…я очнулась на куче тряпья и гнилой соломы, в теле девочки, пышущем лихорадочным жаром, заеденном комарами, кишащем вшами, истощенном кишечными паразитами. Корь унесла душу Клары, прежде обитавшую в моем новом теле, которое мне пришлось исцелять три дня, прежде чем я смогла по достоинству оценить свое окружение. Восьмилетняя Клара была крепостной помещика Кирилла Андреевича Береновского, который редко появлялся в своем поместье, ограниченном широкой излучиной реки Камы в Оборинском уезде Пермской губернии, что в Российской империи. В родные пенаты Береновский наезжал раз в год, стращал уездных чиновников, устраивал охоту, портил девок и заставлял управляющего выжимать последние соки из захудалого поместья. Дети крепостных не ведали счастья, но детство Клары было безрадостным даже по меркам того времени. Отца запорол бык, а мать вконец измотали череда родов, тяжелый крестьянский труд и пристрастие к самогонке, прозванной «тошниловкой». Клара была последышем, девятым, самым хилым ребенком в семье. Три ее сестры умерли во младенчестве, еще двух Береновский продал за долги какому-то екатеринбургскому фабриканту, а трое братьев, забритых в солдаты, сложили головы в кровавой бойне под Эйлау. Чудесное спасение Клары от неминуемой смерти было встречено с обреченным унынием. Между жизнью Лукаса Маринуса, врача и ученого, и убогим нищенским существованием Клары пролегала огромная пропасть, выбраться из которой можно было лишь неимоверными усилиями, причем мое отчаянное положение усугублялось пребыванием в женском теле в начале XIX века. Я тогда еще не владела психозотерическими методами, помогающими ускорить восхождение по социальной лестнице, и в распоряжении Клары была только православная церковь.
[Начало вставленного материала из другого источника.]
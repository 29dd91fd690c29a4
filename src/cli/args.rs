//! CLI argument definitions using clap
//!
//! Commands:
//! - bootcamp-directory serve [--config <path>] [--seed <dir>]
//! - bootcamp-directory check-config [--config <path>]

use clap::{Parser, Subcommand};
use std::path::PathBuf;

/// Bootcamp directory API server
#[derive(Parser, Debug)]
#[command(name = "bootcamp-directory")]
#[command(version, about, long_about = None)]
pub struct Cli {
    #[command(subcommand)]
    pub command: Command,
}

#[derive(Subcommand, Debug)]
pub enum Command {
    /// Start the HTTP API
    Serve {
        /// Path to a JSON configuration file
        #[arg(long)]
        config: Option<PathBuf>,

        /// Directory holding bootcamps.json and courses.json to load at startup
        #[arg(long)]
        seed: Option<PathBuf>,
    },

    /// Print the resolved configuration and exit
    CheckConfig {
        /// Path to a JSON configuration file
        #[arg(long)]
        config: Option<PathBuf>,
    },
}

impl Cli {
    /// Parse command line arguments
    pub fn parse_args() -> Self {
        Cli::parse()
    }
}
Отец Дмитрий Николаевич Косков, уроженец Санкт-Петербурга, читал проповеди четырем сотням крепостных душ Береновского и трем дюжинам вольных; он же крестил, венчал и отпевал свою паству. Дмитрий и его жена Василиса вот уже десять лет жили в покосившемся домишке над рекой. Приехав в Оборинский уезд, Косковы со свойственным молодости пылом жаждали облагодетельствовать крестьян, но тяготы жалкого нищенского существования на Диком Востоке поубавили их филантропическое рвение задолго до того, как в их жизни появилась я в теле Клары. Василиса Коскова томилась и тосковала, полагая свое бесплодие причиной всеобщих насмешек. Ее единственными друзьями в поместье были книги; однако же, хотя книги – прекрасные рассказчики, слушать они, увы, не умеют. Хандра Дмитрия Коскова почти не уступала удрученности жены; он ежедневно и чуть ли не ежечасно клял и костил себя за то, что отказался от места в Санкт-Петербургской епархии, где мог составить блестящую церковную карьеру на радость жене и себе. Ежегодные петиции в Синодальную канцелярию о предоставлении прихода, более приближенного к лону цивилизации, оставались без ответа. Он, как выразились бы в наши дни, попросту «не вписывался в схему». Дмитрий истово верил в Бога, но Всевышний не счел нужным объяснять, почему Господня воля обрекает Косковых вязнуть в затхлой трясине предрассудков, подлости и порока, затопившей Оборинский уезд и поместье Береновского, которого больше занимала псарня, чем благополучие крепостных.
В общем, Косковы мне идеально подходили.
Оправившись от болезни, Клара вернулась к своим нехитрым повседневным делам. Одной из ее обязанностей было относить свежие яйца управляющему, кузнецу и священнику. Итак, утром 1812 года я, стоя у порога кухни, протянула Василисе Косковой корзинку с яйцами и смущенно спросила, правда ли, что в раю меня ждет встреча с сестрами-покойницами. Мой вопрос застал попадью врасплох: во-первых, крепостная девчонка-молчунья осмелилась заговорить, а во-вторых, задала примитивнейший вопрос, ответ на который общеизвестен. Неужели я не слушаю проповеди батюшки на воскресной службе в храме? Я объяснила, что мальчишки в церкви больно щиплются и дергают меня за волосы, не дают слушать Слово Божье, хотя мне очень хочется знать про Иисуса. Да, я нагло и беззастенчиво использовала одинокую женщину в своих корыстных целях, но это был единственный способ избежать тяжкого отупляющего труда, подневольного существования и пробирающей до печенок зимней стужи. Василиса впустила меня на кухню, усадила за стол и стала рассказывать, как Иисус Христос явился на землю в образе Сына Человеческого, дабы мы, грешные, могли после смерти попасть в Рай, искупив свои грехи молитвой и христианскими добродетелями.